Laos: riti, pratiche comunitarie e usanze millenarie degli Akha
Nell’articolo Trekking tra i villaggi di etnia Akha: viaggio in Laos nella provincia di Phongsali, Riccardo, il nostro viaggiatore-antropologo, ci conduce tra le montagne a nord del Laos e ci presenta donne e uomini Akha così come vivono oggi.
A integrazione delle sue parole possiamo aggiungere alcuni approfondimenti. Gli Akha sono una delle principali hill tribes dell’Estremo Oriente, etnia che conta quasi due milioni e mezzo di persone divise in tribù e stanziate tra il sud-est della Cina, la zona orientale della Malesia e i territori montuosi a nord della Tailandia, del Vietnam e del Laos.
In particolare, gli Akha laotiani fanno parte del gruppo dei lao sung e abitano il paese da circa due secoli, in seguito alle migrazioni forzate da guerre e povertà. Sono più di sessantacinquemila persone divise in sottogruppi dai nomi impronunciabili (Chichor, Pouly, Pana, Fe, Ooma, Nukui, Luna, Eupa, Chipia, Mochi, Yaeu, Kher, Mutern, Mamouang, Poukuang, Pilou, Pisor, Pousang, Kongsaad) e per comodità ci riferiremo a loro usando il nome ufficiale di Akha. Sono tutte insediate nelle zone di montagna, parlano una lingua della famiglia sinotibetana e non hanno una tradizione scritta, fatto che rende ancora più misteriosa la loro cultura. Il modo migliore per conoscere gli Akha è comprenderne le azioni, spesso dettate più da usanze millenarie che da bisogni reali e perciò apparentemente bizzarre.
La cerimonia dell’uovo e la fondazione del villaggio
Per tutti i popoli, specie quelli a carattere tradizionale, il rituale di fondazione è una pratica che avrà ripercussioni per generazioni, pertanto è fondamentale seguirne le regole. Al momento di costruire un nuovo villaggio, lo sciamano del gruppo Akha pone un uovo all’interno di una piccola buca scavata di fresco. Se si rompe, significa che gli spiriti concordano con la scelta del sito e lo sciamano costruirà la propria capanna nel punto esatto dov’è stato deposto l’uovo. Il destino di circa cinquanta abitazioni con i rispettivi inquilini deve la propria sorte a questo rito. In base al contesto ambientale, possono essere palafitte o avere come pavimento la terra, in ogni caso vengono costruite prevalentemente con bambù, rami e fogliame, senza finestre e con due porte di accesso. Al loro interno un solo muro divide l’area in due stanze, una per gli uomini e l’altra per le donne.
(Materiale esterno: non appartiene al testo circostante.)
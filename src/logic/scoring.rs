//! Scoring rules over a match's recorded sets.
//!
//! Everything here is a pure function of `(sets, rule, cursor)`: callers
//! re-derive match state from persisted data alone, so a retried or
//! recovered update computes exactly what the first attempt did.
//!
//! `cursor` is the index of the set currently in play. When given, that set
//! is treated as unfinished and left out of set counts and totals.

use crate::models::{RuleConfig, ScoringMode, SetScore, Side};
use serde::Serialize;

/// A per-side count (sets won, or points). Wider than a set score so
/// summing many sets cannot overflow.
#[derive(Clone, Copy, Debug, Default, Eq, PartialEq, Serialize)]
pub struct Tally {
    pub p1: u64,
    pub p2: u64,
}

impl Tally {
    pub fn get(&self, side: Side) -> u64 {
        match side {
            Side::Player1 => self.p1,
            Side::Player2 => self.p2,
        }
    }

    /// Side with the strictly higher count.
    pub fn leader(&self) -> Option<Side> {
        use std::cmp::Ordering::*;
        match self.p1.cmp(&self.p2) {
            Greater => Some(Side::Player1),
            Less => Some(Side::Player2),
            Equal => None,
        }
    }
}

/// Where a match stands under its rules.
#[derive(Clone, Copy, Debug, Eq, PartialEq, Serialize)]
#[serde(tag = "state", content = "winner", rename_all = "snake_case")]
pub enum MatchOutcome {
    InProgress,
    Decided(Side),
    /// Cumulative totals level after the fixed sets with overtime disabled.
    /// Terminal for the engine; an organizer has to settle it.
    UndecidedTie,
}

/// Points summed across all given sets.
pub fn cumulative_score(sets: &[SetScore]) -> Tally {
    sets.iter().fold(Tally::default(), |acc, s| Tally {
        p1: acc.p1 + u64::from(s.p1_score),
        p2: acc.p2 + u64::from(s.p2_score),
    })
}

/// Sets each side won, skipping `exclude` (the set in play). A level set
/// counts for neither side.
pub fn sets_won(sets: &[SetScore], exclude: Option<usize>) -> Tally {
    let mut tally = Tally::default();
    for (i, set) in sets.iter().enumerate() {
        if Some(i) == exclude {
            continue;
        }
        match set.leader() {
            Some(Side::Player1) => tally.p1 += 1,
            Some(Side::Player2) => tally.p2 += 1,
            None => {}
        }
    }
    tally
}

/// The set in play is a deciding set: both sides one set short of the match
/// and a tiebreaker rule is configured (sets mode only).
pub fn is_tiebreaker_set(sets: &[SetScore], rule: &RuleConfig, cursor: Option<usize>) -> bool {
    if rule.scoring_mode != ScoringMode::Sets || rule.tiebreaker.is_none() {
        return false;
    }
    let won = sets_won(sets, cursor);
    let needed = u64::from(rule.sets_to_win.saturating_sub(1));
    won.p1 == needed && won.p2 == needed
}

/// Target score for the set in play.
pub fn current_set_target(sets: &[SetScore], rule: &RuleConfig, cursor: Option<usize>) -> u32 {
    match rule.tiebreaker {
        Some(tb) if is_tiebreaker_set(sets, rule, cursor) => tb.score_to_win,
        _ => rule.score_to_win,
    }
}

/// A set is over once someone reaches `target` with a two-point lead.
pub fn set_reaches_target(p1: u32, p2: u32, target: u32) -> bool {
    p1.max(p2) >= target && p1.abs_diff(p2) >= 2
}

/// [`set_reaches_target`] against the rule's regular set target.
pub fn is_set_complete(p1: u32, p2: u32, rule: &RuleConfig) -> bool {
    set_reaches_target(p1, p2, rule.score_to_win)
}

/// Cumulative mode: the set at `cursor` is past the fixed sets.
pub fn is_in_overtime(rule: &RuleConfig, cursor: usize) -> bool {
    rule.scoring_mode == ScoringMode::Cumulative && cursor >= rule.total_sets as usize
}

/// Full standing of the match.
pub fn match_outcome(sets: &[SetScore], rule: &RuleConfig, cursor: Option<usize>) -> MatchOutcome {
    match rule.scoring_mode {
        ScoringMode::Sets => {
            let won = sets_won(sets, cursor);
            let needed = u64::from(rule.sets_to_win);
            if won.p1 >= needed || won.p2 >= needed {
                match won.leader() {
                    Some(side) => MatchOutcome::Decided(side),
                    // only reachable with sets_to_win == 0
                    None => MatchOutcome::InProgress,
                }
            } else {
                MatchOutcome::InProgress
            }
        }
        ScoringMode::Cumulative => {
            let played = completed_sets(sets, cursor);
            if played.len() < rule.total_sets as usize {
                return MatchOutcome::InProgress;
            }
            match cumulative_score(played).leader() {
                Some(side) => MatchOutcome::Decided(side),
                None if rule.allow_overtime => MatchOutcome::InProgress,
                None => MatchOutcome::UndecidedTie,
            }
        }
    }
}

/// Sets mode: someone has `sets_to_win` sets. Cumulative mode: the fixed
/// sets are played and the totals differ. A level cumulative total is never
/// complete; see [`match_outcome`] for telling overtime from an undecided tie.
pub fn is_match_complete(sets: &[SetScore], rule: &RuleConfig, cursor: Option<usize>) -> bool {
    matches!(match_outcome(sets, rule, cursor), MatchOutcome::Decided(_))
}

/// Winner over all recorded sets, if the match is decided.
pub fn match_winner(sets: &[SetScore], rule: &RuleConfig) -> Option<Side> {
    match match_outcome(sets, rule, None) {
        MatchOutcome::Decided(side) => Some(side),
        _ => None,
    }
}

/// Every set either still short of the target or properly finished.
pub fn validate_scores(sets: &[SetScore], rule: &RuleConfig) -> bool {
    if rule.scoring_mode == ScoringMode::Cumulative {
        return true;
    }
    sets.iter().enumerate().all(|(i, set)| {
        let target = current_set_target(&sets[..i], rule, None);
        let reached = set.p1_score >= target || set.p2_score >= target;
        !reached || set_reaches_target(set.p1_score, set.p2_score, target)
    })
}

/// "21-19, 18-21, 21-16", or "-" before any set.
pub fn format_score(sets: &[SetScore]) -> String {
    if sets.is_empty() {
        return "-".to_string();
    }
    sets.iter()
        .map(|s| format!("{}-{}", s.p1_score, s.p2_score))
        .collect::<Vec<_>>()
        .join(", ")
}

/// Sets won so far, e.g. "2-1".
pub fn format_set_score(sets: &[SetScore], cursor: Option<usize>) -> String {
    let won = sets_won(sets, cursor);
    format!("{}-{}", won.p1, won.p2)
}

/// Display name of the set at `cursor`: "Set 2", or "Overtime 1" past the fixed sets.
pub fn current_set_name(rule: &RuleConfig, cursor: usize) -> String {
    if is_in_overtime(rule, cursor) {
        format!("Overtime {}", cursor - rule.total_sets as usize + 1)
    } else {
        format!("Set {}", cursor + 1)
    }
}

fn completed_sets(sets: &[SetScore], cursor: Option<usize>) -> &[SetScore] {
    match cursor {
        Some(c) => &sets[..c.min(sets.len())],
        None => sets,
    }
}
Spiriti buoni e spiriti malvagi: la Via degli Akha tra tradizione orale e tabù
Come molte etnie tradizionali, anche gli Akha fondano la propria cultura su una storia trasmessa oralmente di generazione in generazione. Questo tipo di tradizione orale si struttura nei secoli attraverso esperienze di vita reali, tramandate come miti fondanti la comunità. È la “Via degli Akha” o Akhazang, quella cioè derivata dagli antenati che proteggono le famiglie, le case e i villaggi sotto forma di spiriti buoni. Sono invece malvagi gli spiriti della foresta, degli alberi, dei fiumi e delle altre entità naturali; essi sono la causa di tutti i mali della comunità e delle sventure degli individui. Perciò, tutti questi esseri sovraumani devono essere ringraziati e propiziati attraverso rituali specifici e il rispetto di alcuni tabù. Ad esempio, la proibizione temporanea di mangiare o svolgere certe attività abituali durante il periodo sacro del Kalum.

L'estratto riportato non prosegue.